Algospeak, il gergo social che inganna gli algoritmi
Lo chiamano «algospeak». E per il Washington Post «sta cambiando la lingua di Internet (e non solo quella) in tempo reale». Di fatto è un gergo nato per rimpiazzare certe parole che verrebbero bloccate dagli algoritmi su piattaforme di social media come TikTok, YouTube, Instagram e Twitch con altre in grado di aggirare i divieti. Ovviamente una parte delle parole fa riferimento a termini volgari, ma il fenomeno è molto più ampio. E va ben oltre il mettere una X al posto di un'altra lettera in una parola scurrile, come fanno tanti italiani.
Questo fenomeno è esploso durante la pandemia, quando – racconta il Washington Post – «i sistemi di moderazione dei contenuti basati sugli algoritmi hanno avuto un impatto senza precedenti sulle parole che usiamo». Non riuscendo ancora a comprendere il senso compiuto di un testo, le macchine hanno spesso ridotto la diffusione anche a tanti post che contenevano le parole «covid» o «pandemia» senza capire se si trattasse di fake news, deliri, sfoghi o testi scientifici. Così le persone al posto della parola «covid» hanno iniziato a usare termini non pertinenti come (in America) «panda express».
In questi ultime settimane, invece, per parlare dell'invasione dell'Ucraina senza essere intercettati, su YouTube e TikTok molti utenti hanno iniziato ad usare l'emoji col simbolo del girasole al posto della parola «Ukraine».
Usare un gergo per evitare forme di controllo è, come sappiamo, un atto nato molto prima dei social e di Internet. Nel digitale, come ben spiega Taylor Lorenz, columnist del Washington Post, «anche i primi utenti di Internet usavano l'ortografia alternativa per aggirare i filtri delle parole. Ma i sistemi algoritmici di moderazione dei contenuti nati in questi ultimi anni sono diventati così rigorosi da finire spesso per mettere a tacere anche comunità emarginate o discussioni importanti».

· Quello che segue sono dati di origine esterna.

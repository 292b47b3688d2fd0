use serde::{Deserialize, Serialize};

/// Half-open byte range `[start, end)` in the source the tokens came from.
#[derive(Debug, Clone, Copy, PartialEq, Eq, Hash, Serialize, Deserialize)]
pub struct Location {
    pub start: usize,
    pub end: usize,
}

impl Location {
    pub fn new(start: usize, end: usize) -> Self {
        Self { start, end }
    }

    pub fn len(&self) -> usize {
        self.end.saturating_sub(self.start)
    }

    pub fn is_empty(&self) -> bool {
        self.len() == 0
    }

    /// Smallest location covering both `self` and `other`.
    pub fn merge(&self, other: &Location) -> Location {
        Location {
            start: self.start.min(other.start),
            end: self.end.max(other.end),
        }
    }

    pub fn includes(&self, other: &Location) -> bool {
        self.start <= other.start && other.end <= self.end
    }
}

#[derive(Debug, Clone, Copy, PartialEq, Eq, Hash, Serialize, Deserialize)]
pub enum TokenKind {
    Word,
    Punctuation,
    StringLiteral,
    Comment,
}

/// A lexeme produced by an external lexer.
#[derive(Debug, Clone, PartialEq, Eq, Hash, Serialize, Deserialize)]
pub struct Token {
    pub location: Location,
    pub kind: TokenKind,
    pub text: String,
}

impl Token {
    pub fn new(location: Location, kind: TokenKind, text: impl Into<String>) -> Self {
        Self {
            location,
            kind,
            text: text.into(),
        }
    }

    /// Sub-token covering the characters `start..end` of the text.
    pub fn slice(&self, start: usize, end: usize) -> Token {
        let text: String = self.text.chars().skip(start).take(end - start).collect();
        let offset: usize = self.text.chars().take(start).map(char::len_utf8).sum();
        Token {
            location: Location::new(
                self.location.start + offset,
                self.location.start + offset + text.len(),
            ),
            kind: self.kind,
            text,
        }
    }

    /// Splits the token into one token per character.
    pub fn separate(&self) -> Vec<Token> {
        (0..self.text.chars().count())
            .map(|i| self.slice(i, i + 1))
            .collect()
    }
}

Ovviamente a usare l'«algospeak» sono soprattutto certi tipi di gruppi e di persone, compresi quelli più a rischio di censura come i no-vax o quelli pro-anoressia. Ma la questione pare molto più grande. Per esempio, secondo Kathryn Cross, «TikTok abbassa la diffusione di contenuti che contengono parole legate alla salute delle donne, alla gravidanza o ai cicli mestruali senza fare differenza tra contenuti professionali, ironici, personali o provocatori». Mentre, come ha spiegato Lodane Erisian, community manager per i creatori di Twitch, la piattaforma di Amazon dedicata ai videogiocatori (e non solo) «ha iniziato a rimuovere anche alcuni emoji (i simboli usati nei messaggi) perché le persone li utilizzano al posto di parole volgari». Per alcuni esperti, come Evan Greer, direttore di Fight for the Future, «queste censure sono un atto senza senso, perché sono comunque aggirabili».
Per Ángel Díaz, docente presso la UCLA School of Law che studia tecnologia e discriminazione razziale, a complicare il problema ci sarebbe il fatto che «molti sistemi pubblicizzati come gestiti da intelligenze artificiali in realtà sono molto poco intelligenti, visto che si basano semplicemente su elenchi di parole ritenute problematiche».
Sia che si tratti di elenchi o di veri sistemi gestiti da algoritmi o da intelligenze artificiali, la moderazione dei contenuti è comunque qualcosa di cui non possiamo più fare a meno vista la quantità di post eccessivi presenti sui social. Il punto, quindi, non riguarda solo cosa vietare ma soprattutto come farlo da qui in avanti tenendo presente il maggior numero di varianti e di sfumature e al contempo rispettando il più possibile la libertà di espressione delle persone.